#### [Saved data entries]
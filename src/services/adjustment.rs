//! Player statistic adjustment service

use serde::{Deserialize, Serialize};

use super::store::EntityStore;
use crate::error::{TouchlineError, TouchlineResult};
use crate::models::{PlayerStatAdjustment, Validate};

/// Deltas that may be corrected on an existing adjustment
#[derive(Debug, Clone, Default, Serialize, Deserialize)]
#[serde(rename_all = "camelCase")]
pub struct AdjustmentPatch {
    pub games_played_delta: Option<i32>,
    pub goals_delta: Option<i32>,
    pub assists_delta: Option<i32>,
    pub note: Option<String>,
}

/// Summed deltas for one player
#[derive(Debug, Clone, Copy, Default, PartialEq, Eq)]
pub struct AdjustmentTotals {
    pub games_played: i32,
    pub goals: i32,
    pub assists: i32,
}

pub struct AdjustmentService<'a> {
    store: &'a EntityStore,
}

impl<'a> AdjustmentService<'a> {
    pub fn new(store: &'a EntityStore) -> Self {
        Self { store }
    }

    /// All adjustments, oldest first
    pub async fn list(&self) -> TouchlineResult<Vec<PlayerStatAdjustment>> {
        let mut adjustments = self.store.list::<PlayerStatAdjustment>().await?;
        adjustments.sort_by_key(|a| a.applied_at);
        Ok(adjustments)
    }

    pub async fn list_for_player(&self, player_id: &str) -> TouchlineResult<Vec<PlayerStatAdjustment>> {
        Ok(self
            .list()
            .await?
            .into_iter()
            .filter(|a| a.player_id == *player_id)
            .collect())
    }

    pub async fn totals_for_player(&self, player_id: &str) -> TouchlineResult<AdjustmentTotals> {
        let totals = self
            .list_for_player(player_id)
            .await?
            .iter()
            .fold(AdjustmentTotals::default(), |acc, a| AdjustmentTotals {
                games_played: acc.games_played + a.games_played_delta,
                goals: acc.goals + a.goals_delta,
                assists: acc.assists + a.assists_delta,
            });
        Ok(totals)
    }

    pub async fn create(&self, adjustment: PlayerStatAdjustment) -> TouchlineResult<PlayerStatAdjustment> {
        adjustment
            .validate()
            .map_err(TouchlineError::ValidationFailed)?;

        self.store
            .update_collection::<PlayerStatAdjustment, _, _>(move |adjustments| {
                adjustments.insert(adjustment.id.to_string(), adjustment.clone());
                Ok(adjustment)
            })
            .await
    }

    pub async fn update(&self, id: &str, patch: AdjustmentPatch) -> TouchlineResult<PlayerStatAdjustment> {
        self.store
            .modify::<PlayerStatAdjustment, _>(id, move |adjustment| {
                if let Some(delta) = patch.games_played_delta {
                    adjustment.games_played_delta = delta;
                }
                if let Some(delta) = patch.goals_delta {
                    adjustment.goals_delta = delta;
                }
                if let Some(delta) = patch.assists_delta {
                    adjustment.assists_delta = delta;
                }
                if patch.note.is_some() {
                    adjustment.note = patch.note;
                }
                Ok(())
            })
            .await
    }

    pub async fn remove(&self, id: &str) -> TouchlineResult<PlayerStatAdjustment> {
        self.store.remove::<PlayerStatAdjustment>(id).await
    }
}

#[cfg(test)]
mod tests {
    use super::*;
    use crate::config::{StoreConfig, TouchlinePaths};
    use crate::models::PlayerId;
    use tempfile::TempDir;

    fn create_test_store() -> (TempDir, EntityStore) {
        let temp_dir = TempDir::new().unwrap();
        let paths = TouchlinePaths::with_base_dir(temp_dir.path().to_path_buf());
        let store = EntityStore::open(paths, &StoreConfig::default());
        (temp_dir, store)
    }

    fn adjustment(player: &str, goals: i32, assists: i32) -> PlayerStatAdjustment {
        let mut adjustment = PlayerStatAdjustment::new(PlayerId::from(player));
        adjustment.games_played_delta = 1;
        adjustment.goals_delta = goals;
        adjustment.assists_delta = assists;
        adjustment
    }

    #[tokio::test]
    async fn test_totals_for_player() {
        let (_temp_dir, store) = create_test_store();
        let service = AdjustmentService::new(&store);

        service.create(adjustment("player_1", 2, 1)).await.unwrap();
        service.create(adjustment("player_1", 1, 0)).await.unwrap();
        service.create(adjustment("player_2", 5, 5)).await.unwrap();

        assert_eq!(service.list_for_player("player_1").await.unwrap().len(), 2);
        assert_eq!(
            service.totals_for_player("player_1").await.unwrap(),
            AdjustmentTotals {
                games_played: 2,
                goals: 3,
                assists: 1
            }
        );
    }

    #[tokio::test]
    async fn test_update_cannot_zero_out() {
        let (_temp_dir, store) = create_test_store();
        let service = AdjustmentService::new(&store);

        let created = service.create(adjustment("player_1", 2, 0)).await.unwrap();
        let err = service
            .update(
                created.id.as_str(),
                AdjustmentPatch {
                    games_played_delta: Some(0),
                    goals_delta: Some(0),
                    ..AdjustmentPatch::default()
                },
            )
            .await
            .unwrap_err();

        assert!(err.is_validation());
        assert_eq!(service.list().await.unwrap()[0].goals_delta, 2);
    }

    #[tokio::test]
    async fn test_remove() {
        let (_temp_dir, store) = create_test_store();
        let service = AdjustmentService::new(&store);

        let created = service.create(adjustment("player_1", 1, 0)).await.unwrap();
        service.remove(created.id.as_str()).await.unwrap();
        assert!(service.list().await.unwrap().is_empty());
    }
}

#### [EXERCISE DETAILS]
When a line in the records above contains the word "Serialize", copy it.

#### [OUTPUT]
use serde::{Deserialize, Serialize};
#[derive(Debug, Clone, Default, Serialize, Deserialize)]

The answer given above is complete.